Chronic pain is a major symptom in patients with endometriosis, a common gynecologic condition affecting women in their reproductive years. Although many proalgesic substances are produced by endometriosis lesions, experimental evidence supporting their relative roles is still lacking. Furthermore, it is unclear whether these proalgesic agents directly activate nociceptors to induce endometriosis pain. To determine their relative contribution to pain associated with endometriosis, we evaluated the intrathecal administration of oligodeoxynucleotides (ODNs) antisense to messenger RNA for receptors for 3 pronociceptive mediators known to be produced by the ectopic endometrium. Two weeks after the implant of autologous uterine tissue onto the gastrocnemius muscle, local mechanical hyperalgesia was observed in operated rats.
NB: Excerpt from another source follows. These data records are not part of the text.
impl StreamingToolCallParser {
    pub fn new() -> Self {
        Self {
            buffer: String::new(),
            pos: 0,
            state: ScanState::OutsideCall,
            completed: Vec::new(),
            visible: String::new(),
        }
    }

    /// Append a chunk and advance the scanner over it.
    pub fn push(&mut self, chunk: &str) {
        self.buffer.push_str(chunk);
        loop {
            let state = std::mem::replace(&mut self.state, ScanState::OutsideCall);
            let (next, progressed) = match state {
                ScanState::OutsideCall => self.step_outside(),
                ScanState::InCall(frame) => self.step_in_call(frame),
                ScanState::InParameter(frame, param) => self.step_in_parameter(frame, param),
            };
            self.state = next;
            if !progressed {
                break;
            }
        }
    }

    /// Calls whose closing tag has arrived since the last take.
    pub fn take_completed(&mut self) -> Vec<ParsedToolCall> {
        std::mem::take(&mut self.completed)
    }

    /// Text outside call blocks decided since the last take.
    pub fn take_visible(&mut self) -> String {
        std::mem::take(&mut self.visible)
    }

    /// Best-effort view of the call currently being streamed.
    pub fn partial(&self) -> Option<ParsedToolCall> {
        let (frame, param) = match &self.state {
            ScanState::OutsideCall => return None,
            ScanState::InCall(frame) => (frame, None),
            ScanState::InParameter(frame, param) => (frame, Some(param)),
        };
        let name = frame.name.clone().filter(|n| !n.is_empty())?;

        let mut args: Map<String, Value> = frame.params.iter().cloned().collect();
        if let Some(param) = param {
            let raw = without_partial_suffix(&self.buffer[param.value_start..], PARAM_CLOSE);
            let trimmed = raw.trim();
            let value = if trimmed.starts_with('{') || trimmed.starts_with('[') {
                parse_partial_json(trimmed)
                    .unwrap_or_else(|| Value::String(strip_one_newline(raw).to_string()))
            } else {
                Value::String(raw.strip_prefix('\n').unwrap_or(raw).to_string())
            };
            args.insert(param.name.clone(), value);
        }

        Some(ParsedToolCall {
            id: frame.id.clone(),
            name,
            arguments: Value::Object(args),
            streaming: true,
        })
    }

    /// End of stream: flush held-back text and close any unclosed call.
    ///
    /// Returns calls completed by this flush (not previously taken ones).
    pub fn finish(&mut self) -> Vec<ParsedToolCall> {
        let end = self.buffer.len();
        match std::mem::replace(&mut self.state, ScanState::OutsideCall) {
            ScanState::OutsideCall => self.emit_visible(end),
            ScanState::InCall(frame) => self.finish_call(frame),
            ScanState::InParameter(mut frame, param) => {
                let raw = without_partial_suffix(&self.buffer[param.value_start..], PARAM_CLOSE);
                frame.params.push((param.name, parse_param_value(raw)));
                self.finish_call(frame);
            }
        }
        self.pos = end;
        self.take_completed()
    }

    fn emit_visible(&mut self, upto: usize) {
        if upto > self.pos {
            self.visible.push_str(&self.buffer[self.pos..upto]);
        }
        self.pos = upto;
    }

    fn finish_call(&mut self, frame: CallFrame) {
        match frame.name.filter(|n| !n.is_empty()) {
            Some(name) => self.completed.push(ParsedToolCall {
                id: frame.id,
                name,
                arguments: Value::Object(frame.params.into_iter().collect()),
                streaming: false,
            }),
            None => warn!("dropping inline tool call without a function name"),
        }
    }

    fn step_outside(&mut self) -> (ScanState, bool) {
        let Some(rel) = self.buffer[self.pos..].find('<') else {
            self.emit_visible(self.buffer.len());
            return (ScanState::OutsideCall, false);
        };
        let at = self.pos + rel;
        self.emit_visible(at);

        let mut waiting = false;
        match match_tag(&self.buffer, at, TOOL_CALL_OPEN) {
            TagMatch::Complete { end, .. } => {
                self.pos = end;
                return (ScanState::InCall(CallFrame::new(true, None)), true);
            }
            TagMatch::Partial => waiting = true,
            TagMatch::NoMatch => {}
        }
        match match_tag(&self.buffer, at, FUNCTION_OPEN) {
            TagMatch::Complete { end, header } => {
                self.pos = end;
                return (
                    ScanState::InCall(CallFrame::new(false, Some(tag_value(&header)))),
                    true,
                );
            }
            TagMatch::Partial => waiting = true,
            TagMatch::NoMatch => {}
        }

        if waiting {
            return (ScanState::OutsideCall, false);
        }
        // A plain '<' in prose.
        self.emit_visible(at + 1);
        (ScanState::OutsideCall, true)
    }

    fn step_in_call(&mut self, mut frame: CallFrame) -> (ScanState, bool) {
        let Some(rel) = self.buffer[self.pos..].find('<') else {
            self.pos = self.buffer.len();
            return (ScanState::InCall(frame), false);
        };
        let at = self.pos + rel;
        self.pos = at;

        let mut waiting = false;
        for token in [PARAM_OPEN, FUNCTION_CLOSE, TOOL_CALL_CLOSE, FUNCTION_OPEN] {
            match match_tag(&self.buffer, at, token) {
                TagMatch::Complete { end, header } => {
                    self.pos = end;
                    return match token {
                        PARAM_OPEN => (
                            ScanState::InParameter(
                                frame,
                                ParamFrame {
                                    name: tag_value(&header),
                                    value_start: end,
                                },
                            ),
                            true,
                        ),
                        FUNCTION_CLOSE if frame.wrapped => (ScanState::InCall(frame), true),
                        FUNCTION_CLOSE | TOOL_CALL_CLOSE => {
                            self.finish_call(frame);
                            (ScanState::OutsideCall, true)
                        }
                        _ => {
                            if frame.name.is_none() {
                                frame.name = Some(tag_value(&header));
                            }
                            (ScanState::InCall(frame), true)
                        }
                    };
                }
                TagMatch::Partial => waiting = true,
                TagMatch::NoMatch => {}
            }
        }

        if waiting {
            return (ScanState::InCall(frame), false);
        }
        self.pos = at + 1;
        (ScanState::InCall(frame), true)
    }

    fn step_in_parameter(&mut self, mut frame: CallFrame, param: ParamFrame) -> (ScanState, bool) {
        let hay = &self.buffer[self.pos..];
        // A missing </parameter> is tolerated when </function> follows.
        let close = [
            hay.find(PARAM_CLOSE).map(|i| (i, PARAM_CLOSE.len())),
            hay.find(FUNCTION_CLOSE).map(|i| (i, 0)),
        ]
        .into_iter()
        .flatten()
        .min_by_key(|(i, _)| *i);

        match close {
            Some((rel, consumed)) => {
                let value_end = self.pos + rel;
                let value = parse_param_value(&self.buffer[param.value_start..value_end]);
                frame.params.push((param.name, value));
                self.pos = value_end + consumed;
                (ScanState::InCall(frame), true)
            }
            None => {
                // Keep a tail long enough to hold a split closing tag.
                let keep = PARAM_CLOSE.len().max(FUNCTION_CLOSE.len()) - 1;
                let mut resume = self.buffer.len().saturating_sub(keep).max(param.value_start);
                while !self.buffer.is_char_boundary(resume) {
                    resume -= 1;
                }
                self.pos = self.pos.max(resume);
                (ScanState::InParameter(frame, param), false)
            }
        }
    }
}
Intrathecal antisense ODN targeting messenger RNA for the interleukin 6 receptor-signaling complex subunit glycoprotein 130 and the nerve growth factor tyrosine kinase receptor A, but not their mismatch ODNs, reversibly attenuated mechanical hyperalgesia at the implant site. In contrast, intrathecal antisense ODN targeting the tumor necrosis factor receptor 1, at a dose that markedly inhibited intramuscularly injected tumor necrosis factor alpha, had only a small antihyperalgesic effect in this model. These results indicate the relative contribution of pronociceptive mediators produced by ectopic endometrial tissue to endometriosis pain. The experimental approach presented here provides a novel method to evaluate for the differential contribution of mediators produced by other painful lesions as well as endometriosis lesions as targets for novel treatment of pain syndromes.

Perspective: This article presents evidence for the relative contribution of proalgesic mediators to primary hyperalgesia displayed by rats submitted to a model of endometriosis pain. This approach can be used to identify potential targets for the treatment of endometriosis pain.